§ SUPPLIED RECORDS

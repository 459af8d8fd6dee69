//! The per-session actor.
//!
//! A [`Session`] owns the current kernel, the in-flight executions and every
//! live action stream (launches, executions, kernel-wide watchers). Driving
//! actions arrive through a [`SessionHandle`]; everything produced comes out
//! of one unbounded event channel, in the order the session saw it.
//!
//! Driving actions are always handled before stream output, so an
//! `ABORT_EXECUTION` takes effect before any further event of that cell.

use std::sync::Arc;

use futures::stream::{AbortHandle, Abortable, BoxStream, SelectAll, StreamExt};
use log::{debug, info, warn};
use tokio::sync::mpsc;

use crate::action::{Action, CellStatus};
use crate::channels::KernelChannels;
use crate::config::SessionConfig;
use crate::display::watch_display_updates;
use crate::error::{KernelError, SessionError};
use crate::execute::{execute, ExecutionRegistry};
use crate::execution_state::watch_execution_state;
use crate::handshake::set_language_info;
use crate::launch::{launch, launch_by_name, KernelConnection, KernelLauncher, LaunchState};

pub struct Session {
    config: SessionConfig,
    launcher: Arc<dyn KernelLauncher>,
    kernel: Option<Arc<KernelConnection>>,
    launch_state: LaunchState,
    executions: ExecutionRegistry,
    /// Abort handles of the current kernel's state watcher and display router.
    watchers: Vec<AbortHandle>,
    streams: SelectAll<BoxStream<'static, Action>>,
    events: mpsc::UnboundedSender<Action>,
}

impl Session {
    pub fn new(
        config: SessionConfig,
        launcher: Arc<dyn KernelLauncher>,
        events: mpsc::UnboundedSender<Action>,
    ) -> Self {
        Self {
            config,
            launcher,
            kernel: None,
            launch_state: LaunchState::Idle,
            executions: ExecutionRegistry::new(),
            watchers: Vec::new(),
            streams: SelectAll::new(),
            events,
        }
    }

    pub fn launch_state(&self) -> LaunchState {
        self.launch_state
    }

    fn set_launch_state(&mut self, state: LaunchState) {
        if self.launch_state != state {
            debug!("[session] Launch {} -> {}", self.launch_state, state);
            self.launch_state = state;
        }
    }

    /// Process actions until every [`SessionHandle`] is dropped, then shut
    /// the kernel down.
    pub async fn run(mut self, mut inbox: mpsc::Receiver<Action>) {
        info!("[session] Started");
        loop {
            tokio::select! {
                biased;

                action = inbox.recv() => match action {
                    Some(action) => self.dispatch(action),
                    None => break,
                },

                Some(action) = self.streams.next(), if !self.streams.is_empty() => {
                    self.observe(action);
                }
            }
        }
        self.shutdown();
        info!("[session] Stopped");
    }

    /// Handle one driving action.
    pub fn dispatch(&mut self, action: Action) {
        debug!("[session] Dispatch {}", action.kind());
        match action {
            Action::ExecuteCell { .. } => self.execute_cell(&action),
            Action::AbortExecution { id } => {
                self.executions.abort(&id);
            }
            Action::LaunchKernel { kernel_spec, cwd } => {
                self.set_launch_state(LaunchState::Launching);
                let stream = launch(self.launcher.clone(), kernel_spec, cwd, &self.config);
                self.streams.push(stream);
            }
            Action::LaunchKernelByName {
                kernel_spec_name,
                cwd,
            } => {
                let next = launch_by_name(&kernel_spec_name, cwd);
                self.emit(next.clone());
                self.dispatch(next);
            }
            Action::NewKernel { .. } => self.observe(action),
            other => self.emit(other),
        }
    }

    fn execute_cell(&mut self, action: &Action) {
        let (id, source) = match action.validate_execute() {
            Ok(fields) => fields,
            Err(e) => {
                warn!("[session] Rejected EXECUTE_CELL: {}", e);
                self.emit(Action::ErrorExecuting {
                    payload: e.to_string(),
                });
                return;
            }
        };

        let disconnected = KernelChannels::disconnected();
        let channels = self
            .kernel
            .as_ref()
            .map(|k| k.channels())
            .unwrap_or(&disconnected);

        match execute(channels, &self.executions, id, source) {
            Ok(stream) => self.streams.push(stream),
            Err(e) => {
                warn!("[session] Cannot execute cell {}: {}", id, e);
                self.emit(Action::ErrorExecuting {
                    payload: e.to_string(),
                });
            }
        }
    }

    /// Handle one action produced by a stream.
    fn observe(&mut self, action: Action) {
        match action {
            Action::NewKernel { ref kernel } => {
                let kernel = kernel.clone();
                self.set_launch_state(LaunchState::Ready);
                self.emit(action);
                self.install(kernel);
            }
            Action::ErrorKernelLaunchFailed { .. } => {
                self.set_launch_state(LaunchState::Failed);
                self.emit(action);
            }
            Action::SetExecutionState {
                ref execution_state,
            } => {
                if let Some(kernel) = &self.kernel {
                    kernel.set_status(execution_state);
                }
                self.emit(action);
            }
            other => self.emit(other),
        }
    }

    /// Make `kernel` the session's kernel, replacing any previous one.
    fn install(&mut self, kernel: Arc<KernelConnection>) {
        for watcher in self.watchers.drain(..) {
            watcher.abort();
        }
        // Cells still running on the old kernel will never hear back from it
        for id in self.executions.abort_all() {
            warn!("[session] Cell {} lost its kernel", id);
            self.emit(Action::UpdateCellStatus {
                id,
                status: CellStatus::Errored,
            });
        }
        if let Some(previous) = self.kernel.replace(kernel.clone()) {
            previous.shutdown();
        }
        info!("[session] Kernel {} ready", kernel.kernel_spec().name);

        self.emit(set_language_info(kernel.language_info().clone()));

        let watchers: [Result<BoxStream<'static, Action>, KernelError>; 2] = [
            watch_execution_state(&kernel),
            watch_display_updates(kernel.channels()),
        ];
        for watcher in watchers {
            match watcher {
                Ok(stream) => {
                    let (handle, registration) = AbortHandle::new_pair();
                    self.watchers.push(handle);
                    self.streams.push(Abortable::new(stream, registration).boxed());
                }
                Err(e) => warn!("[session] Cannot watch kernel: {}", e),
            }
        }
    }

    fn emit(&self, action: Action) {
        debug!("[session] Emit {}", action.kind());
        if self.events.send(action).is_err() {
            debug!("[session] Event receiver dropped");
        }
    }

    fn shutdown(&mut self) {
        for watcher in self.watchers.drain(..) {
            watcher.abort();
        }
        self.executions.abort_all();
        if let Some(kernel) = self.kernel.take() {
            kernel.shutdown();
        }
    }
}

/// Sends driving actions to a running session.
#[derive(Clone)]
pub struct SessionHandle {
    tx: mpsc::Sender<Action>,
}

impl SessionHandle {
    pub async fn dispatch(&self, action: Action) -> Result<(), SessionError> {
        self.tx.send(action).await.map_err(|_| SessionError::Closed)
    }
}

/// Spawn a session task. Returns the handle for driving it and the receiver
/// of everything it produces.
pub fn spawn(
    config: SessionConfig,
    launcher: Arc<dyn KernelLauncher>,
) -> (SessionHandle, mpsc::UnboundedReceiver<Action>) {
    let (tx, inbox) = mpsc::channel(config.inbox_capacity.max(1));
    let (events_tx, events_rx) = mpsc::unbounded_channel();

    let session = Session::new(config, launcher, events_tx);
    tokio::spawn(session.run(inbox));

    (SessionHandle { tx }, events_rx)
}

§ WHAT IS REQUIRED
Reproduce, please, the lines of the material from its first line down to the line containing "produced comes out", keeping both ends and nothing beyond them.

§ THE COMPLETED TASK
repository 459af8d8fd6dee69
//! The per-session actor.
//!
//! A [`Session`] owns the current kernel, the in-flight executions and every
//! live action stream (launches, executions, kernel-wide watchers). Driving
//! actions arrive through a [`SessionHandle`]; everything produced comes out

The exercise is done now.